YOUR GOAL.
Print this span of the material below exactly: the line with "a fresh score.", the line with "pub fn advance_level<R: RandomSource", and every line between them, but nothing else.

RECORDS SHOWN.
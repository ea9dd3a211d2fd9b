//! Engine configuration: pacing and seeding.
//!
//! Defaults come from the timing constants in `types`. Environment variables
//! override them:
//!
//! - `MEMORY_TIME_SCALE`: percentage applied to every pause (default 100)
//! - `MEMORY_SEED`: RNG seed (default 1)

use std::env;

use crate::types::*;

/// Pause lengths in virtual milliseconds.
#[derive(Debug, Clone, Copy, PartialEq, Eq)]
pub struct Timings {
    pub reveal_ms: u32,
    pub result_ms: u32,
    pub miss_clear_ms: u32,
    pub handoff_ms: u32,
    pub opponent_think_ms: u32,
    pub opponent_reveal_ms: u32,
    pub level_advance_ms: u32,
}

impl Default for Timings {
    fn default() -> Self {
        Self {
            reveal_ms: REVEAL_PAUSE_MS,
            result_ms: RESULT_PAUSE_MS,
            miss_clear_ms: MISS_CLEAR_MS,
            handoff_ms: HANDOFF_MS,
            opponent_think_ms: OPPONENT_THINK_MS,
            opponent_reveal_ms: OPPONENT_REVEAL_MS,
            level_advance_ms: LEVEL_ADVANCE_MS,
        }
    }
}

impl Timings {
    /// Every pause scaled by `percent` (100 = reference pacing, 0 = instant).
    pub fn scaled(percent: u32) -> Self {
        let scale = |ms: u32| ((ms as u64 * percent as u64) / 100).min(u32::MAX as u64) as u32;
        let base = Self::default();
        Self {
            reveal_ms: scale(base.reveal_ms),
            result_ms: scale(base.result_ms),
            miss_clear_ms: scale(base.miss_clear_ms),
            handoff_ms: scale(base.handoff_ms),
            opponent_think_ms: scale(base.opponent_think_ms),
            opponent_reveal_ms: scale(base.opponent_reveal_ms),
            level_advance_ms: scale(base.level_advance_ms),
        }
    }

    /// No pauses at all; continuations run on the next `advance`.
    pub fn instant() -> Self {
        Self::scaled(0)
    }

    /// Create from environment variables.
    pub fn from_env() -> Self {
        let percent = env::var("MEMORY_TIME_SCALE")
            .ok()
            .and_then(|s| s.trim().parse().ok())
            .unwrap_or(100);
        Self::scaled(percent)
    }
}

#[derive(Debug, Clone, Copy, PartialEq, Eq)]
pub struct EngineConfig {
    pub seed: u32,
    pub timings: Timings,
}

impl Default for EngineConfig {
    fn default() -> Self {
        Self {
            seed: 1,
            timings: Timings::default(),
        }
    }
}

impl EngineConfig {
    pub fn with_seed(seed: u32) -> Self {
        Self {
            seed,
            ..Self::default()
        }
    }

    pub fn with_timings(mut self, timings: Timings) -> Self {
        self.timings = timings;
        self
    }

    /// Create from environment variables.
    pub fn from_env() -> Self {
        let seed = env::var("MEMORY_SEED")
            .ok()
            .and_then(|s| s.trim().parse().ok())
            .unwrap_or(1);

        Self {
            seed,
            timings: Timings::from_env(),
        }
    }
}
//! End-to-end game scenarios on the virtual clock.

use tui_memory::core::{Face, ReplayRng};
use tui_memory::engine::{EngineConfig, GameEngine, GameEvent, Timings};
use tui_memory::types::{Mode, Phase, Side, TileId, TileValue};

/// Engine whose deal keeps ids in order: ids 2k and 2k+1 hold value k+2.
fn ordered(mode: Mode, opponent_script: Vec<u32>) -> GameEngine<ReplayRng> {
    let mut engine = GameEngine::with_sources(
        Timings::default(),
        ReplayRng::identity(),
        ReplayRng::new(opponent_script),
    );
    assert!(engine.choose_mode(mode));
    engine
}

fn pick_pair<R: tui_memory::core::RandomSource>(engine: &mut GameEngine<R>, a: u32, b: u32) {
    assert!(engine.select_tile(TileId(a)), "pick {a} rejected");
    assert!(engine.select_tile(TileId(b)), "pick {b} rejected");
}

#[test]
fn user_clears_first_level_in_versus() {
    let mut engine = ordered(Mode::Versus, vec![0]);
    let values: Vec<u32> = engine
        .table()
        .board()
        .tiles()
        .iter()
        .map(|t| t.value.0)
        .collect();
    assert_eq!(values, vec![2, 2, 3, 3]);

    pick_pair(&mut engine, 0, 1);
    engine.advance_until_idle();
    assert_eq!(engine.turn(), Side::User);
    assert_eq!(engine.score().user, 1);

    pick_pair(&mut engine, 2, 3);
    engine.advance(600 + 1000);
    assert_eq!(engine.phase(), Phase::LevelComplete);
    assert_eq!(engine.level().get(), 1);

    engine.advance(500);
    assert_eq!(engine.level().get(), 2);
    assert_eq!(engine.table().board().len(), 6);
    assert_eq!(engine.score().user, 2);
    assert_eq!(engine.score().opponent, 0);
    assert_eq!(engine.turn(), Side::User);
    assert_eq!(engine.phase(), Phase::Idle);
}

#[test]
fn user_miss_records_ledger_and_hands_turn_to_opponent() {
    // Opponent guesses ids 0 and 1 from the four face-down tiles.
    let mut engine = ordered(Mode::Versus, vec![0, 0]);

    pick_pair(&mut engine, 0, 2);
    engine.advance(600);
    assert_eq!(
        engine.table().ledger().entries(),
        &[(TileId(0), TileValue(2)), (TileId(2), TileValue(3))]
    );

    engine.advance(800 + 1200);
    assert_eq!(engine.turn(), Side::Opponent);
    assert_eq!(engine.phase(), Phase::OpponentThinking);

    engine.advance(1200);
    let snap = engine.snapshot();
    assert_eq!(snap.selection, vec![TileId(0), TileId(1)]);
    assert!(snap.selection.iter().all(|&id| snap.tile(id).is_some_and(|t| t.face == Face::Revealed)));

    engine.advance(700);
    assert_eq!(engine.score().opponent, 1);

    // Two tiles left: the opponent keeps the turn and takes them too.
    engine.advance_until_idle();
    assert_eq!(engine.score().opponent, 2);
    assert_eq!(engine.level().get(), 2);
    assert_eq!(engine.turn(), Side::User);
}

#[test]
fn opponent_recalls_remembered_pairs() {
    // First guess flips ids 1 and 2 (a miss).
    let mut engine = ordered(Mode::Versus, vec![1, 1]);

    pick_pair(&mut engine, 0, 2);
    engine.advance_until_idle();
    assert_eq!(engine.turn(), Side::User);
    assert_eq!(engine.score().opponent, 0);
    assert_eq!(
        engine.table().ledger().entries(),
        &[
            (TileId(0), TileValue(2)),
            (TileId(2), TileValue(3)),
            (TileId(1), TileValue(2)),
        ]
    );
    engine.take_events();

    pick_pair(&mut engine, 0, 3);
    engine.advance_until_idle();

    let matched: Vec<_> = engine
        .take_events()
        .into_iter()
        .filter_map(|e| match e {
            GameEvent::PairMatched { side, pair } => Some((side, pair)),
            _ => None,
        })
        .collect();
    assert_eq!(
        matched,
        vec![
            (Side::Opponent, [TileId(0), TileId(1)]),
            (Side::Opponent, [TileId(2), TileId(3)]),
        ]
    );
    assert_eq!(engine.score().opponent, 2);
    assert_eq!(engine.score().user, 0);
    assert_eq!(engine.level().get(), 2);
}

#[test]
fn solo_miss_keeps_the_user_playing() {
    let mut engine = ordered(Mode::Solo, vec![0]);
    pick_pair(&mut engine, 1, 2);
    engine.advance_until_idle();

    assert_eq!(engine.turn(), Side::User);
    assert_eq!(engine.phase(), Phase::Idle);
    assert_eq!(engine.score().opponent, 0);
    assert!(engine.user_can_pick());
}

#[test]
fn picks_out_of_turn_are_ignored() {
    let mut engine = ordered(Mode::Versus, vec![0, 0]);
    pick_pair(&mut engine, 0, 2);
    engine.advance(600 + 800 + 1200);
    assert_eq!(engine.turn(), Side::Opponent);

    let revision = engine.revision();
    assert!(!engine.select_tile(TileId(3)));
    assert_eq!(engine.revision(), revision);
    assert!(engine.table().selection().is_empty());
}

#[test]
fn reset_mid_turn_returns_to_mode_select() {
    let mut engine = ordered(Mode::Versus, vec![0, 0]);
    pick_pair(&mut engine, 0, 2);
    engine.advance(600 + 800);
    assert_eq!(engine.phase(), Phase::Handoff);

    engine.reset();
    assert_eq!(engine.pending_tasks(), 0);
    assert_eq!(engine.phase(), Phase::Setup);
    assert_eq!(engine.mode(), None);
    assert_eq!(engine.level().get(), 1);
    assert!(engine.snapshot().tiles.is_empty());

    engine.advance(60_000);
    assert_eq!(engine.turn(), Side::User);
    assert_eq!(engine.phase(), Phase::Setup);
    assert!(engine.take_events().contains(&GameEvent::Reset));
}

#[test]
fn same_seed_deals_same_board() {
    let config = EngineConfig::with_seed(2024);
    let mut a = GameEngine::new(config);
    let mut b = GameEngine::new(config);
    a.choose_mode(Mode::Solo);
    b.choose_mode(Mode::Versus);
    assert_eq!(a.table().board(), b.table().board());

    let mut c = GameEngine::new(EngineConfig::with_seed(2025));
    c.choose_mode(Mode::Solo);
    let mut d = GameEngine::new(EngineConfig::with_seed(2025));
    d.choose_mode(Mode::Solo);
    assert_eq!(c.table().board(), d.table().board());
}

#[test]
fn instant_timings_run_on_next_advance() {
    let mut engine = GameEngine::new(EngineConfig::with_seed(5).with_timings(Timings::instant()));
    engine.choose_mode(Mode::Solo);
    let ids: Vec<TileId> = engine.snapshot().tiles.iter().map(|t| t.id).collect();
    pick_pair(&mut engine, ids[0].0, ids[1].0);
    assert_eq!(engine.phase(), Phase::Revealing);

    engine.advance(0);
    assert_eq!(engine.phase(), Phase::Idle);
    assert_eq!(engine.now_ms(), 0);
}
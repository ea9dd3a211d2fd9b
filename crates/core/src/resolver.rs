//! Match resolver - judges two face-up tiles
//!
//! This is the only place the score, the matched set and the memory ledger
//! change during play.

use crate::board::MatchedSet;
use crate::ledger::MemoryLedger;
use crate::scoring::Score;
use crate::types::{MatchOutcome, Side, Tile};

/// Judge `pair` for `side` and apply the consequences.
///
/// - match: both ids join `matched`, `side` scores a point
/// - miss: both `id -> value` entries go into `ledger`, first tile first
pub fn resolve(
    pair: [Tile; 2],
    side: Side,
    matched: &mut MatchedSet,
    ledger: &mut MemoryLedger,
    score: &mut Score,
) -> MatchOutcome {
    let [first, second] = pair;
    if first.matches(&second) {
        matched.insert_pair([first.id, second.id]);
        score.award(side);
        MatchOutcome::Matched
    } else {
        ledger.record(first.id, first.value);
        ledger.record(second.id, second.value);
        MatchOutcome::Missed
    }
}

...

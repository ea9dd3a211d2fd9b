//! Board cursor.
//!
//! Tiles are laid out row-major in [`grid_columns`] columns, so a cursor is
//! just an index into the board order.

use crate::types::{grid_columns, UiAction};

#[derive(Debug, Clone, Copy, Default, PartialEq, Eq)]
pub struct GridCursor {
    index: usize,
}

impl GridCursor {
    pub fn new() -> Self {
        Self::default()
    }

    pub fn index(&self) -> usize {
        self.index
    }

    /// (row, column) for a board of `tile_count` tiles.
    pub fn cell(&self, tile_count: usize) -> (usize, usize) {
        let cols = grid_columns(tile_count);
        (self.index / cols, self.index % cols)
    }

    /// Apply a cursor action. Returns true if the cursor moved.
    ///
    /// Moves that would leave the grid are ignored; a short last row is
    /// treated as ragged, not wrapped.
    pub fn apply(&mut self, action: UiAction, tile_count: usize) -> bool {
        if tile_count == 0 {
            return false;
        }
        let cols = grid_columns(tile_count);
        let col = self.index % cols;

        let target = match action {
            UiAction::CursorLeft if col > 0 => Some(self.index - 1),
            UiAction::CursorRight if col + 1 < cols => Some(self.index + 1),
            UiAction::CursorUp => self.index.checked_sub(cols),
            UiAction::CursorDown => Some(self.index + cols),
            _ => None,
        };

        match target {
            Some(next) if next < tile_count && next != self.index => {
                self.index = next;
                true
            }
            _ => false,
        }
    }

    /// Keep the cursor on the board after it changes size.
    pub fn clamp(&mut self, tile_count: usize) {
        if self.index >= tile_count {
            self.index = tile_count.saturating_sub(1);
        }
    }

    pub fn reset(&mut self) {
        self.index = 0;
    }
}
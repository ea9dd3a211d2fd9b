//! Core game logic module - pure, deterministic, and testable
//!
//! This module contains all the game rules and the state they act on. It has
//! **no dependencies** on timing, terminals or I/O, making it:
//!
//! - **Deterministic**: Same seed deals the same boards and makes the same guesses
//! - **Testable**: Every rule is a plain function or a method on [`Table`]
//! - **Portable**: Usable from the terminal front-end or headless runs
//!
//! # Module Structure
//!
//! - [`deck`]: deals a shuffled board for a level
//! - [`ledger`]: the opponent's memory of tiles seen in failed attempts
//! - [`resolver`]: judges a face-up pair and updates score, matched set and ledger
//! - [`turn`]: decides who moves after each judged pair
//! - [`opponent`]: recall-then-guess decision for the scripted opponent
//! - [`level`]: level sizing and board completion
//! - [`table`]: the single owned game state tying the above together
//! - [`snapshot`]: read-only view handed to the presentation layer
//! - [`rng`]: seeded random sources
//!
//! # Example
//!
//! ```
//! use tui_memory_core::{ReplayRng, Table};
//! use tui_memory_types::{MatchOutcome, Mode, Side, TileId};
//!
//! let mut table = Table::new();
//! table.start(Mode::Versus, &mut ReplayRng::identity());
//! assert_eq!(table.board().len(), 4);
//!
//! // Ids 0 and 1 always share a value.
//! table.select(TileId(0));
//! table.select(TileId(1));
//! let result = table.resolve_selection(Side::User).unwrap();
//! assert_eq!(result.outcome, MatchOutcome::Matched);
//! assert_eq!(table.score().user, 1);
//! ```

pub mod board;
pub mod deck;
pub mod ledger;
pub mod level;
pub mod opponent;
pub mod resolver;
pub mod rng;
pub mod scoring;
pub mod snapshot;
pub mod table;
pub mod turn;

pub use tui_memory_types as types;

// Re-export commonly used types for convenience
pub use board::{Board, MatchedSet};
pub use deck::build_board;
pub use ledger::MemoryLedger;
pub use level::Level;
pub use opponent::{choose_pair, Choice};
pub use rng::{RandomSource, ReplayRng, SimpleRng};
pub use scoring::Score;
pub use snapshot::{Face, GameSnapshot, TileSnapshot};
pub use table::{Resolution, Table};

...

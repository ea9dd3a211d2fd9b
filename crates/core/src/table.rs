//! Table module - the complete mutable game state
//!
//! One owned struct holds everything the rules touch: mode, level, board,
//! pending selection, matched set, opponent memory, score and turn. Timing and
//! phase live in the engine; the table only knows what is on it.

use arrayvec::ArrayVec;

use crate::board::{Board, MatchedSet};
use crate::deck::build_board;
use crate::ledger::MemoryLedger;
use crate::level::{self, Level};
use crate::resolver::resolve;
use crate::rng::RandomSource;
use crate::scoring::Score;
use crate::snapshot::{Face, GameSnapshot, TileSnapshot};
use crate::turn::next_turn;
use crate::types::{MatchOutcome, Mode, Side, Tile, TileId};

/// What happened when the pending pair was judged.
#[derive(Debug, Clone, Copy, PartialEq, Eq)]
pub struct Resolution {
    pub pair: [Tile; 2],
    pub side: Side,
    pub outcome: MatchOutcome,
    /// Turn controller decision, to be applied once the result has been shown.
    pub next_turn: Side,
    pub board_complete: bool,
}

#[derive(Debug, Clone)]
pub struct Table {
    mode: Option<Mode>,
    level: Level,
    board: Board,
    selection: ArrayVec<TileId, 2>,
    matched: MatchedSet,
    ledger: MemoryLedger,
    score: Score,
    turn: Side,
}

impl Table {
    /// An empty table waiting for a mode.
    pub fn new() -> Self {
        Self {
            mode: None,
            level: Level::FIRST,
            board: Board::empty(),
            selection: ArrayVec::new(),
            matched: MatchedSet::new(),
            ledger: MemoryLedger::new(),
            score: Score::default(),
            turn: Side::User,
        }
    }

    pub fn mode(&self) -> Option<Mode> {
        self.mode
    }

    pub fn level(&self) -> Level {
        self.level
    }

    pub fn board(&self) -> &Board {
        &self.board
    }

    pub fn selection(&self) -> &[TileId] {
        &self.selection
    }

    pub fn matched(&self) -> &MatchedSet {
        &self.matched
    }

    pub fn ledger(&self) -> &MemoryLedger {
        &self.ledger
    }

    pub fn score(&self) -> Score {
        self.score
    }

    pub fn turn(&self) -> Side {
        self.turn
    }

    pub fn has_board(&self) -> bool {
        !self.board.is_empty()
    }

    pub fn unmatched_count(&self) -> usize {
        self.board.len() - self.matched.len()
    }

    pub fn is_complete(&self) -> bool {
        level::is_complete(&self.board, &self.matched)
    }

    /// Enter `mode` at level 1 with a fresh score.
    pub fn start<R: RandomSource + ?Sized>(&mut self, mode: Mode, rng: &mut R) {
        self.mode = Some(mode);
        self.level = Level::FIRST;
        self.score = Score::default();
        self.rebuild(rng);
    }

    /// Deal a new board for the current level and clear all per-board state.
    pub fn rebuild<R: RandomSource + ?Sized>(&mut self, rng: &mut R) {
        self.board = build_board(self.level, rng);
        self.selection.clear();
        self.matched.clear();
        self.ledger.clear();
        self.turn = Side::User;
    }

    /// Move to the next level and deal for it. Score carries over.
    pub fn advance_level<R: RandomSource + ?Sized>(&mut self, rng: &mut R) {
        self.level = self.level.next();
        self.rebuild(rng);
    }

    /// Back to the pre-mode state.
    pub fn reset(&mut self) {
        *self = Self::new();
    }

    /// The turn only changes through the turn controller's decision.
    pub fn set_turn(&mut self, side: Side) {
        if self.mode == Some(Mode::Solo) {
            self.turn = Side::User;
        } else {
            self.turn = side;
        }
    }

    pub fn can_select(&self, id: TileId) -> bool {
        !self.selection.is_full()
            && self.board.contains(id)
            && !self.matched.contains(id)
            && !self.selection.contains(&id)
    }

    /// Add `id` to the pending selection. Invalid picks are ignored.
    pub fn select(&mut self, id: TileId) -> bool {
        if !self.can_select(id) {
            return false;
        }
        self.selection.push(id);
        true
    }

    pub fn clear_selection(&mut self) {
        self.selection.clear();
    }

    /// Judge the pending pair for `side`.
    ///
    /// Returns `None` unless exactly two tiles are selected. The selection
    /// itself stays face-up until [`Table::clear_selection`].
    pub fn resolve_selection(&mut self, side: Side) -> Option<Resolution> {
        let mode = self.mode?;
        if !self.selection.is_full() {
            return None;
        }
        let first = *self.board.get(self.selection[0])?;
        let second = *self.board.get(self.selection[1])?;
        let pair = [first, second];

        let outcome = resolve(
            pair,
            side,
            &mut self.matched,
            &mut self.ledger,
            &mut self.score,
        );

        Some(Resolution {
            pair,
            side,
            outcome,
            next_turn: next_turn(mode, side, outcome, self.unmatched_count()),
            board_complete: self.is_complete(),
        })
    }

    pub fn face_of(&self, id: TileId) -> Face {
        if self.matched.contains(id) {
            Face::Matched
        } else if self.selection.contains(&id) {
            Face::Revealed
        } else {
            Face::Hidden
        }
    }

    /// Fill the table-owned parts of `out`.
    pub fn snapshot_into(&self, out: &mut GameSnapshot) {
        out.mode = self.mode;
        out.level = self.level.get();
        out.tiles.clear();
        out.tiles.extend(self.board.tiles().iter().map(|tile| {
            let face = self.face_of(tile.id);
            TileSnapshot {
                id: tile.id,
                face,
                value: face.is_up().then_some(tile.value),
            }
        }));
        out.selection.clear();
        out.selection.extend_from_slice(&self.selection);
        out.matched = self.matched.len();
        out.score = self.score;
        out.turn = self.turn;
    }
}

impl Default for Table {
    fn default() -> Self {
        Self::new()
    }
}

RESPONSE AREA.
    /// Enter `mode` at level 1 with a fresh score.
    pub fn start<R: RandomSource + ?Sized>(&mut self, mode: Mode, rng: &mut R) {
        self.mode = Some(mode);
        self.level = Level::FIRST;
        self.score = Score::default();
        self.rebuild(rng);
    }

    /// Deal a new board for the current level and clear all per-board state.
    pub fn rebuild<R: RandomSource + ?Sized>(&mut self, rng: &mut R) {
        self.board = build_board(self.level, rng);
        self.selection.clear();
        self.matched.clear();
        self.ledger.clear();
        self.turn = Side::User;
    }

    /// Move to the next level and deal for it. Score carries over.
    pub fn advance_level<R: RandomSource + ?Sized>(&mut self, rng: &mut R) {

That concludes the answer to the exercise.